Kronick J B, Frewen T C, Kissoon N, Lee R, Sommerauer J F, Reid W D, Casier S, Boyle K
Paediatric Critical Care Unit, Children's Hospital of Western Ontario, London, Canada.
Pediatr Emerg Care. 1996 Feb;12(1):23-6. doi: 10.1097/00006565-199602000-00007.
To compare the therapeutic interventions provided to newborn and pediatric patients by a dedicated combined neonatal pediatric critical care transport team.
From November 1987 through December 1989 we prospectively compared the number of therapeutic interventions performed by the critical care transport team on newborns and pediatric patients. The transport team (critical care physician [PL3 or greater], pediatric respiratory therapist, critical care nurse), recorded all therapeutic interventions, including both procedural and pharmacologic, for 213 newborn and 149 pediatric consecutive transports. Data were analyzed by analysis of variance or chi 2 statistic.
All patients were admitted to either the pediatric or the neonatal intensive care unit, and over 80% of both age groups received assisted ventilation. Newborns commonly suffered from respiratory diseases (159/213), while pediatric patients suffered from respiratory (52/149), central nervous system (28/149), and traumatic conditions (37/149). Airway maintenance procedural interventions (intubation, ventilation) were the commonest in both groups, although more frequent in neonates. Neonates received antibiotics and morphine (P < 0.05) while pediatric patients received anticonvulsants and respiratory drugs (P < 0.05) more frequently. Newborns received significantly more interventions than pediatric patients (average 3.56 vs 2.93, P < 0.05). Newborns also received significantly more procedural interventions (2.06 vs 1.36, P = < 0.05) including intubation (34.7% vs 15.4%, P < 0.05) and the initiation of mechanical ventilation (38% vs 22%, P < 0.05).
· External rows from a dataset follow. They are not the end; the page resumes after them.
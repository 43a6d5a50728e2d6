use chrono::{DateTime, Utc};
use serde::{Deserialize, Serialize};
use uuid::Uuid;

/// The recognized mood tags. "All" and "None" are filter values, not moods,
/// so they are deliberately absent here.
#[derive(Debug, Clone, Copy, PartialEq, Eq, Serialize, Deserialize)]
pub enum Mood {
    Happy,
    Sad,
    Contemplative,
    Anxious,
    Grateful,
    Hopeful,
    Reflective,
    Calm,
    Excited,
    Peaceful,
}

impl Mood {
    pub fn parse(value: &str) -> Option<Mood> {
        match value {
            "Happy" => Some(Mood::Happy),
            "Sad" => Some(Mood::Sad),
            "Contemplative" => Some(Mood::Contemplative),
            "Anxious" => Some(Mood::Anxious),
            "Grateful" => Some(Mood::Grateful),
            "Hopeful" => Some(Mood::Hopeful),
            "Reflective" => Some(Mood::Reflective),
            "Calm" => Some(Mood::Calm),
            "Excited" => Some(Mood::Excited),
            "Peaceful" => Some(Mood::Peaceful),
            _ => None,
        }
    }
}

/// A single journal entry. Immutable once created; there is no edit or
/// delete path.
#[derive(Debug, Clone, Serialize, Deserialize)]
pub struct Thought {
    pub id: Uuid,
    /// `None` for anonymous submissions.
    pub author_id: Option<Uuid>,
    pub content: String,
    pub is_public: bool,
    pub mood: Option<Mood>,
    pub created_at: DateTime<Utc>,
}

/// Visibility partition requested on listing.
#[derive(Debug, Clone, Copy, Default, PartialEq, Eq, Deserialize)]
#[serde(rename_all = "lowercase")]
pub enum Scope {
    #[default]
    All,
    Me,
}

/// Mood filter derived from the raw `mood` query value.
///
/// "All", an absent value, and anything unrecognized all mean "no mood
/// filtering"; "None" matches only thoughts without a mood.
#[derive(Debug, Clone, Copy, PartialEq, Eq)]
pub enum MoodFilter {
    Any,
    Unset,
    Is(Mood),
}

impl MoodFilter {
    pub fn from_query(raw: Option<&str>) -> MoodFilter {
        match raw {
            None | Some("All") => MoodFilter::Any,
            Some("None") => MoodFilter::Unset,
            Some(other) => match Mood::parse(other) {
                Some(mood) => MoodFilter::Is(mood),
                None => MoodFilter::Any,
            },
        }
    }

    pub fn matches(&self, mood: Option<Mood>) -> bool {
        match self {
            MoodFilter::Any => true,
            MoodFilter::Unset => mood.is_none(),
            MoodFilter::Is(wanted) => mood == Some(*wanted),
        }
    }
}

#[cfg(test)]
mod tests {
    use super::*;

    #[test]
    fn parses_recognized_moods() {
        assert_eq!(Mood::parse("Calm"), Some(Mood::Calm));
        assert_eq!(Mood::parse("Contemplative"), Some(Mood::Contemplative));
        assert_eq!(Mood::parse("calm"), None);
        assert_eq!(Mood::parse("Angry"), None);
    }

    #[test]
    fn filter_treats_all_and_absent_as_no_filter() {
        assert_eq!(MoodFilter::from_query(None), MoodFilter::Any);
        assert_eq!(MoodFilter::from_query(Some("All")), MoodFilter::Any);
    }

    #[test]
    fn filter_treats_unrecognized_as_no_filter() {
        assert_eq!(MoodFilter::from_query(Some("Bored")), MoodFilter::Any);
        assert_eq!(MoodFilter::from_query(Some("")), MoodFilter::Any);
    }

    #[test]
    fn filter_none_matches_only_unset_moods() {
        let filter = MoodFilter::from_query(Some("None"));
        assert_eq!(filter, MoodFilter::Unset);
        assert!(filter.matches(None));
        assert!(!filter.matches(Some(Mood::Happy)));
    }

    #[test]
    fn filter_exact_matches_only_that_mood() {
        let filter = MoodFilter::from_query(Some("Sad"));
        assert!(filter.matches(Some(Mood::Sad)));
        assert!(!filter.matches(Some(Mood::Happy)));
        assert!(!filter.matches(None));
    }
}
Overall, newborns received more interventions, including intubation, and ventilation from the transport team than did pediatric patients. Our data suggest that combined pediatric neonatal transport teams should be prepared to intervene in a wide range of conditions from preterm respiratory distress to the multiply traumatized adolescent.
比较由专门的新生儿与儿科重症监护转运团队为新生儿和儿科患者提供的治疗干预措施。
从1987年11月至1989年12月,我们前瞻性地比较了重症监护转运团队对新生儿和儿科患者实施的治疗干预措施的数量。转运团队(重症监护医师[PL3或更高职称]、儿科呼吸治疗师、重症监护护士)记录了213例新生儿和149例儿科患者连续转运过程中的所有治疗干预措施,包括操作和药物治疗。数据采用方差分析或卡方检验进行分析。
所有患者均入住儿科或新生儿重症监护病房,两个年龄组中超过80%的患者接受了辅助通气。新生儿常见呼吸系统疾病(159/213),而儿科患者患有呼吸系统疾病(52/149)、中枢神经系统疾病(28/149)和创伤性疾病(37/149)。气道维护操作干预(插管、通气)在两组中最为常见,尽管在新生儿中更频繁。新生儿更频繁地接受抗生素和吗啡治疗(P<0.05),而儿科患者更频繁地接受抗惊厥药和呼吸药物治疗(P<0.05)。新生儿接受的干预措施明显多于儿科患者(平均3.56次对2.93次,P<0.05)。新生儿接受的操作干预也明显更多(2.06次对1.36次,P<0.05),包括插管(34.7%对15.4%,P<0.05)和开始机械通气(38%对22%,P<0.05)。
总体而言,新生儿从转运团队接受的干预措施更多,包括插管和通气,比儿科患者多。我们的数据表明,联合的儿科新生儿转运团队应准备好对从早产呼吸窘迫到多重创伤青少年等广泛病症进行干预。